Pachymerellus zygethus

Scientific classification
- Kingdom: Animalia
- Phylum: Arthropoda
- Subphylum: Myriapoda
- Class: Chilopoda
- Order: Geophilomorpha
- Family: Geophilidae
- Genus: Pachymerellus
- Species: P. zygethus
- Binomial name: Pachymerellus zygethus Chamberlin, 1920

= Pachymerellus zygethus =

- Genus: Pachymerellus
- Species: zygethus
- Authority: Chamberlin, 1920

Species of centipede

Pachymerellus zygethus is a species of centipede in the Geophilidae family.

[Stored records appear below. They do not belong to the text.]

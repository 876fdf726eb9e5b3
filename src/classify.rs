//! Keyword and MICR reclassification of documents.
//!
//! Pages are inspected in order. A short page marks the whole document as
//! `Other` and ends the scan for that document. Otherwise the first matching
//! keyword rule labels the document, and a MICR field on the same page then
//! relabels it `Check`. The scan continues on later pages, so a later match
//! overwrites an earlier one.
use crate::error::AssembleError;
use crate::micr;
use crate::model::{
    BatchContext, Document, CHECK, CONFIDENCE_CERTAIN, CONFIDENCE_SHORT_TEXT, MICR_FIELD_TYPE,
    OTHER,
};
use crate::resolve::PageTextSource;
use crate::rules::KeywordRuleSet;
use serde::Serialize;
use std::collections::BTreeMap;

/// Default upper bound (inclusive) on characters for a page to count as short.
pub const SHORT_TEXT_MAX_CHARS: usize = 200;

/// Counts of classification decisions made over a batch.
#[derive(Debug, Clone, Default, PartialEq, Eq, Serialize)]
pub struct ClassifySummary {
    pub documents: usize,
    pub pages_scanned: usize,
    pub pages_without_text: usize,
    pub short_text_documents: usize,
    pub keyword_matches: usize,
    pub check_matches: usize,
    pub keyword_labels: BTreeMap<String, usize>,
}

pub struct Classifier<'a> {
    rules: &'a KeywordRuleSet,
    source: &'a dyn PageTextSource,
    short_text_max_chars: usize,
}

impl<'a> Classifier<'a> {
    pub fn new(rules: &'a KeywordRuleSet, source: &'a dyn PageTextSource) -> Self {
        Classifier {
            rules,
            source,
            short_text_max_chars: SHORT_TEXT_MAX_CHARS,
        }
    }

    pub fn with_short_text_max_chars(mut self, max_chars: usize) -> Self {
        self.short_text_max_chars = max_chars;
        self
    }

    /// Classify every document in list order.
    pub fn classify_all(
        &self,
        ctx: &BatchContext,
        documents: &mut [Document],
    ) -> Result<ClassifySummary, AssembleError> {
        let mut summary = ClassifySummary::default();
        for document in documents.iter_mut() {
            self.classify_document(ctx, document, &mut summary)?;
            summary.documents += 1;
        }
        tracing::info!(
            documents = summary.documents,
            short_text = summary.short_text_documents,
            keyword_matches = summary.keyword_matches,
            check_matches = summary.check_matches,
            "keyword classification complete"
        );
        Ok(summary)
    }

    fn classify_document(
        &self,
        ctx: &BatchContext,
        document: &mut Document,
        summary: &mut ClassifySummary,
    ) -> Result<(), AssembleError> {
        for page_index in 0..document.pages.len() {
            summary.pages_scanned += 1;
            let page = &document.pages[page_index];
            let Some(text) = self.source.page_text(ctx, page)? else {
                summary.pages_without_text += 1;
                continue;
            };

            if text.chars().count() <= self.short_text_max_chars {
                tracing::debug!(
                    document = %document.identifier,
                    page = %page.content_ref,
                    "short page text, document marked unclassified"
                );
                document.classify_as(OTHER, CONFIDENCE_SHORT_TEXT);
                summary.short_text_documents += 1;
                break;
            }

            let keyword = self.rules.first_match(&text).map(|rule| rule.label.clone());
            let check = page
                .fields
                .iter()
                .filter(|field| field.is_type(MICR_FIELD_TYPE) && !field.value.is_empty())
                .find(|field| micr::is_micr(&field.value))
                .map(|field| field.value.clone());

            if let Some(label) = keyword {
                tracing::debug!(document = %document.identifier, label = %label, "keyword match");
                document.classify_as(&label, CONFIDENCE_CERTAIN);
                summary.keyword_matches += 1;
                *summary.keyword_labels.entry(label).or_default() += 1;
            }
            if let Some(value) = check {
                tracing::debug!(document = %document.identifier, micr = %value, "MICR match");
                document.classify_as(CHECK, CONFIDENCE_CERTAIN);
                summary.check_matches += 1;
            }
        }
        Ok(())
    }
}

#[cfg(test)]
#[path = "classify_tests.rs"]
mod tests;
//! Page text resolution.
//!
//! The engine never owns OCR output; it asks a `PageTextSource` for each
//! page's text. `None` means the page has no text content at all.
use crate::error::AssembleError;
use crate::model::{BatchContext, Page};
use std::collections::HashMap;
use std::fs;

const HOCR_PAGE: &str = "HocrPage";
const HOCR_CONTENT: &str = "HocrContent";

pub trait PageTextSource {
    fn page_text(&self, ctx: &BatchContext, page: &Page) -> Result<Option<String>, AssembleError>;
}

/// Reads the hOCR XML file stored for each page in the batch instance folder.
#[derive(Debug, Clone, Copy, Default)]
pub struct HocrFileSource;

impl PageTextSource for HocrFileSource {
    fn page_text(&self, ctx: &BatchContext, page: &Page) -> Result<Option<String>, AssembleError> {
        let path = ctx.page_content_path(&page.content_ref);
        let bytes = fs::read(&path).map_err(|err| AssembleError::read(&path, err))?;
        let xml =
            String::from_utf8(bytes).map_err(|err| AssembleError::parse(&page.content_ref, err))?;
        hocr_content(&xml, &page.content_ref)
    }
}

/// Extract `HocrPage/HocrContent` text from an hOCR document.
pub fn hocr_content(xml: &str, label: &str) -> Result<Option<String>, AssembleError> {
    let options = roxmltree::ParsingOptions {
        allow_dtd: true,
        ..roxmltree::ParsingOptions::default()
    };
    let doc = roxmltree::Document::parse_with_options(xml, options)
        .map_err(|err| AssembleError::parse(label, err))?;
    let hocr_page = child_element(doc.root_element(), HOCR_PAGE).ok_or_else(|| {
        AssembleError::structural(format!("{label}: {HOCR_PAGE} element is missing"))
    })?;
    Ok(child_element(hocr_page, HOCR_CONTENT).map(direct_text))
}

fn child_element<'a, 'input>(
    parent: roxmltree::Node<'a, 'input>,
    tag: &str,
) -> Option<roxmltree::Node<'a, 'input>> {
    parent
        .children()
        .find(|node| node.is_element() && node.tag_name().name() == tag)
}

// Text and CDATA children only; nested elements are not part of the content.
fn direct_text(node: roxmltree::Node<'_, '_>) -> String {
    node.children()
        .filter(|child| child.is_text())
        .filter_map(|child| child.text())
        .collect()
}

/// Page text held in memory, keyed by the page content reference.
///
/// Pages whose reference is not present resolve to no text.
#[derive(Debug, Clone, Default)]
pub struct MemoryTextSource {
    texts: HashMap<String, String>,
}

impl MemoryTextSource {
    pub fn new() -> Self {
        Self::default()
    }

    pub fn insert(&mut self, content_ref: &str, text: &str) {
        self.texts.insert(content_ref.to_string(), text.to_string());
    }

    pub fn with(mut self, content_ref: &str, text: &str) -> Self {
        self.insert(content_ref, text);
        self
    }
}

impl PageTextSource for MemoryTextSource {
    fn page_text(&self, _ctx: &BatchContext, page: &Page) -> Result<Option<String>, AssembleError> {
        Ok(self.texts.get(&page.content_ref).cloned())
    }
}

#[cfg(test)]
mod tests {
    use super::*;
    use crate::error::ErrorKind;

    const PAGE_XML: &str = r#"<?xml version="1.0" encoding="UTF-8"?>
<HocrPages>
  <HocrPage>
    <PageID>PG0</PageID>
    <HocrContent>U.S. Department of Housing &amp; Urban Development</HocrContent>
  </HocrPage>
</HocrPages>"#;

    #[test]
    fn reads_hocr_content_text() {
        let text = hocr_content(PAGE_XML, "PG0.xml").expect("parse hocr");
        assert_eq!(
            text.as_deref(),
            Some("U.S. Department of Housing & Urban Development")
        );
    }

    #[test]
    fn cdata_content_is_included() {
        let xml = "<HocrPages><HocrPage><HocrContent><![CDATA[<b>raw</b> text]]></HocrContent></HocrPage></HocrPages>";
        let text = hocr_content(xml, "cdata.xml").expect("parse hocr");
        assert_eq!(text.as_deref(), Some("<b>raw</b> text"));
    }

    #[test]
    fn missing_content_is_absent_and_empty_content_is_empty() {
        let absent = "<HocrPages><HocrPage><PageID>PG1</PageID></HocrPage></HocrPages>";
        assert_eq!(hocr_content(absent, "absent.xml").expect("parse"), None);

        let empty = "<HocrPages><HocrPage><HocrContent/></HocrPage></HocrPages>";
        assert_eq!(
            hocr_content(empty, "empty.xml").expect("parse").as_deref(),
            Some("")
        );
    }

    #[test]
    fn missing_hocr_page_is_structural() {
        let err = hocr_content("<HocrPages/>", "bare.xml").expect_err("no HocrPage");
        assert_eq!(err.kind(), ErrorKind::StructuralViolation);
    }

    #[test]
    fn malformed_xml_is_parse_failure() {
        let err = hocr_content("<HocrPages><HocrPage>", "broken.xml").expect_err("bad xml");
        assert_eq!(err.kind(), ErrorKind::ParseFailure);
        assert!(err.to_string().contains("broken.xml"));
    }

    #[test]
    fn file_source_resolves_under_instance_folder() {
        let dir = tempfile::tempdir().expect("tempdir");
        let instance = dir.path().join("BI7");
        std::fs::create_dir_all(&instance).expect("create instance dir");
        std::fs::write(instance.join("BI7_0_HOCR.xml"), PAGE_XML).expect("write page");
        let ctx = BatchContext {
            local_path: dir.path().display().to_string(),
            class_identifier: "BC1".to_string(),
            instance_identifier: "BI7".to_string(),
        };

        let text = HocrFileSource
            .page_text(&ctx, &Page::new("BI7_0_HOCR.xml"))
            .expect("resolve page");
        assert!(text.is_some_and(|t| t.contains("Urban Development")));

        let err = HocrFileSource
            .page_text(&ctx, &Page::new("missing.xml"))
            .expect_err("missing page");
        assert_eq!(err.kind(), ErrorKind::ResourceNotFound);
    }

    #[test]
    fn non_utf8_page_is_parse_failure() {
        let dir = tempfile::tempdir().expect("tempdir");
        let instance = dir.path().join("BI1");
        std::fs::create_dir_all(&instance).expect("create instance dir");
        let mut xml = b"<?xml version=\"1.0\" encoding=\"ISO-8859-1\"?><HocrPages><HocrPage><HocrContent>Caf".to_vec();
        xml.push(0xE9);
        xml.extend_from_slice(b"</HocrContent></HocrPage></HocrPages>");
        std::fs::write(instance.join("p.xml"), xml).expect("write page");
        let ctx = BatchContext {
            local_path: dir.path().display().to_string(),
            class_identifier: "BC1".to_string(),
            instance_identifier: "BI1".to_string(),
        };

        let err = HocrFileSource
            .page_text(&ctx, &Page::new("p.xml"))
            .expect_err("latin-1 page");
        assert_eq!(err.kind(), ErrorKind::ParseFailure);
        assert!(err.to_string().contains("p.xml"));
    }
}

It is endemic to Australia and New Zealand, and was first described in 1920 by American biologist Ralph Vary Chamberlin.

==Description==
This species features small denticles on the forcipular coxosternite and tarsungula, no sternal pores, and scattered coxal pores; the second maxillae have claws with small filaments. The original description of this species is based on a specimen measuring about 35 mm in length with 55 pairs of legs, but the number of segments in this species can range from as few as 47 to as many as 65.

==Distribution==
The species occurs in Tasmania and New Zealand.

==Behaviour==
The centipedes are solitary terrestrial predators that inhabit plant litter, soil and rotting wood.